CARDIOVASCULAR SYSTEM EXAMINATION:

Inspection : 
Shape of chest- elliptical 
No engorged veins, scars, visible pulsations
JVP - not raised
Palpation :
 Apex beat can be palpable in 5th inter costal space
No thrills and parasternal heaves can be felt
Auscultation : 
S1,S2 are heard
no murmurs.

RESPIRATORY SYSTEM EXAMINATION:

Inspection: 
Shape- elliptical 
B/L symmetrical , 
Both sides moving equally with respiration .
No scars, sinuses, engorged veins, pulsations 

Palpation:
Trachea - central
Expansion of chest is symmetrical. 
Vocal fremitus - normal
Percussion: resonant bilaterally 

Auscultation:
bilateral air entry present.

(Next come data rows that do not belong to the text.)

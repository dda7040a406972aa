//! Command surface
//!
//! [`Ensemble`] is the single long-lived facade an embedding host talks
//! to: it owns the configuration store, context directory, unit
//! inventory, reconciliation engine, lifecycle reactor, and backup codec,
//! and wires them to one registry and one persistent store. Construct one
//! instance per process and pass it by reference to command handlers;
//! there are no ambient globals.

use crate::backup::{BackupCodec, ImportReport};
use crate::config::ConfigStore;
use crate::directory::{ContextDirectory, ContextStatus};
use crate::engine::{ReconcileRequest, ReconcileReport, ReconciliationEngine};
use crate::error::{EngineError, ImportError, RegistryError, StorageError};
use crate::events::{CoreEvent, EventBus, FeedbackKind};
use crate::inventory::UnitInventory;
use crate::reactor::LifecycleReactor;
use crate::registry::UnitRegistry;
use crate::store::KeyValueStore;
use crate::types::{Unit, UnitId};
use std::collections::HashSet;
use std::sync::mpsc::Receiver;
use std::sync::Arc;
use tokio::sync::Mutex;
use tracing::warn;

pub struct Ensemble {
    registry: Arc<dyn UnitRegistry>,
    config: Arc<ConfigStore>,
    directory: Arc<Mutex<ContextDirectory>>,
    inventory: Arc<Mutex<UnitInventory>>,
    engine: ReconciliationEngine,
    reactor: LifecycleReactor,
    codec: BackupCodec,
    events: EventBus,
}

impl Ensemble {
    /// Wire up the core against a unit registry and a persistent store.
    ///
    /// `own_id` is the managing unit's own registry id; it is excluded
    /// from the inventory and never toggled. The returned receiver
    /// carries the host-facing [`CoreEvent`] stream.
    pub fn new(
        registry: Arc<dyn UnitRegistry>,
        store: Arc<dyn KeyValueStore>,
        own_id: UnitId,
    ) -> (Self, Receiver<CoreEvent>) {
        let (events, receiver) = EventBus::new_pair();
        let config = Arc::new(ConfigStore::new(store.clone()));
        let directory = Arc::new(Mutex::new(ContextDirectory::new(store.clone())));
        let inventory = Arc::new(Mutex::new(UnitInventory::new(
            registry.clone(),
            store,
            own_id.clone(),
        )));

        let engine = ReconciliationEngine::new(
            registry.clone(),
            config.clone(),
            directory.clone(),
            inventory.clone(),
            events.clone(),
            own_id,
        );
        let reactor = LifecycleReactor::new(
            config.clone(),
            directory.clone(),
            inventory.clone(),
            events.clone(),
        );
        let codec = BackupCodec::new(config.clone(), directory.clone(), inventory.clone());

        (
            Self {
                registry,
                config,
                directory,
                inventory,
                engine,
                reactor,
                codec,
                events,
            },
            receiver,
        )
    }

    /// Load persisted state into memory.
    ///
    /// Storage problems fall back to defaults; a registry enumeration
    /// failure leaves the inventory empty until the next refresh. Neither
    /// is fatal.
    pub async fn init(&self) {
        // A load failure is already logged and leaves defaults in place.
        let _ = self.config.load().await;
        self.directory.lock().await.load().await;
        if let Err(e) = self.inventory.lock().await.refresh().await {
            warn!(error = %e, "Initial inventory refresh failed");
        }
    }

    /// Enable the named context's members plus always-active units and
    /// disable everything else.
    pub async fn switch_context(&self, name: &str) -> Result<ReconcileReport, EngineError> {
        self.engine
            .reconcile(ReconcileRequest::Switch(name.to_string()))
            .await
    }

    /// Enable the named context's members without disabling anything.
    pub async fn activate_context(&self, name: &str) -> Result<ReconcileReport, EngineError> {
        self.engine
            .reconcile(ReconcileRequest::ActivateOnly(name.to_string()))
            .await
    }

    /// Disable the named context's members, sparing always-active units.
    pub async fn deactivate_context(&self, name: &str) -> Result<ReconcileReport, EngineError> {
        self.engine
            .reconcile(ReconcileRequest::DeactivateOnly(name.to_string()))
            .await
    }

    pub async fn enable_all(&self) -> Result<ReconcileReport, EngineError> {
        self.engine.reconcile(ReconcileRequest::EnableAll).await
    }

    pub async fn disable_all(&self) -> Result<ReconcileReport, EngineError> {
        self.engine.reconcile(ReconcileRequest::DisableAll).await
    }

    /// Forward a unit-installed notification from the registry.
    pub async fn handle_installed(&self, unit: Unit) {
        self.reactor.on_installed(unit).await;
    }

    /// Forward a unit-uninstalled notification from the registry.
    pub async fn handle_uninstalled(&self, id: &UnitId) {
        self.reactor.on_uninstalled(id).await;
    }

    /// Most recently surfaced install awaiting a user decision.
    pub async fn pending_install(&self) -> Option<Unit> {
        self.reactor.pending_install().await
    }

    /// Reload configuration, directory, and inventory after an external
    /// surface persisted changes.
    pub async fn notify_configuration_changed(&self) {
        // A load failure is already logged and keeps the cached options.
        let _ = self.config.load().await;
        self.directory.lock().await.load().await;
        if let Err(e) = self.inventory.lock().await.refresh().await {
            warn!(error = %e, "Inventory refresh failed after configuration change");
        }
        self.events.emit(CoreEvent::Feedback(FeedbackKind::ConfigUpdated));
    }

    /// Classify every context against the registry's live enabled states.
    pub async fn context_statuses(
        &self,
    ) -> Result<Vec<(String, ContextStatus)>, RegistryError> {
        let units = self.registry.list_units().await?;
        let enabled: HashSet<UnitId> = units
            .into_iter()
            .filter(|unit| unit.enabled)
            .map(|unit| unit.id)
            .collect();
        Ok(self.directory.lock().await.statuses(&enabled))
    }

    /// True exactly once: on the first call of the process's first run.
    ///
    /// Clears and persists the flag so every later call returns false.
    pub async fn take_first_run(&self) -> bool {
        let mut options = self.config.options();
        if !options.first_run {
            return false;
        }
        options.first_run = false;
        self.config.set_options(options);
        if let Err(e) = self.config.save().await {
            warn!(error = %e, "Failed to persist cleared first-run flag");
        }
        true
    }

    pub async fn export_backup(&self) -> Result<String, StorageError> {
        self.codec.export().await
    }

    pub async fn import_backup(&self, blob: &str) -> Result<ImportReport, ImportError> {
        self.codec.import(blob).await
    }

    /// Shared handle to the context directory (editor surfaces)
    pub fn directory(&self) -> Arc<Mutex<ContextDirectory>> {
        self.directory.clone()
    }

    /// Shared handle to the unit inventory (editor surfaces)
    pub fn inventory(&self) -> Arc<Mutex<UnitInventory>> {
        self.inventory.clone()
    }

    /// Shared handle to the configuration store
    pub fn config(&self) -> Arc<ConfigStore> {
        self.config.clone()
    }
}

Normal vesicular breath sounds heard.

PROVISIONAL DIAGNOSIS 

 Decompensated chronic liver disease 2° to chronic alcohol consumption.

INVESTIGATIONS

USG ABDOMEN:
 
Gross ascites
Mild splenomegaly
Irregular echo texture of liver
Left renal cortical cyst.

HEMOGRAM:


LIVER FUNCTION TESTS:


RENAL FUNCTION TESTS:


CHEST X-RAY:

APTT:

PROTHROMBIN TIME:




TREATMENT:
 
Tab ALDACTONE 50 mg PO/OD
Tab PAN 40mg PO/OD
Syrup LACTULOSE 30ml PO/HS in 1 glass of water
Syrup POTKLOR 15ml in 1glass water PO/BD
Injection Vitamin K 10mg IV/OD
BP, RR, PR monitoring 2 hourly.



FINAL DIAGNOSIS:

Chronic liver disease with features of portal hypertension i.e, ascites,splenomegaly and oesophageal varices.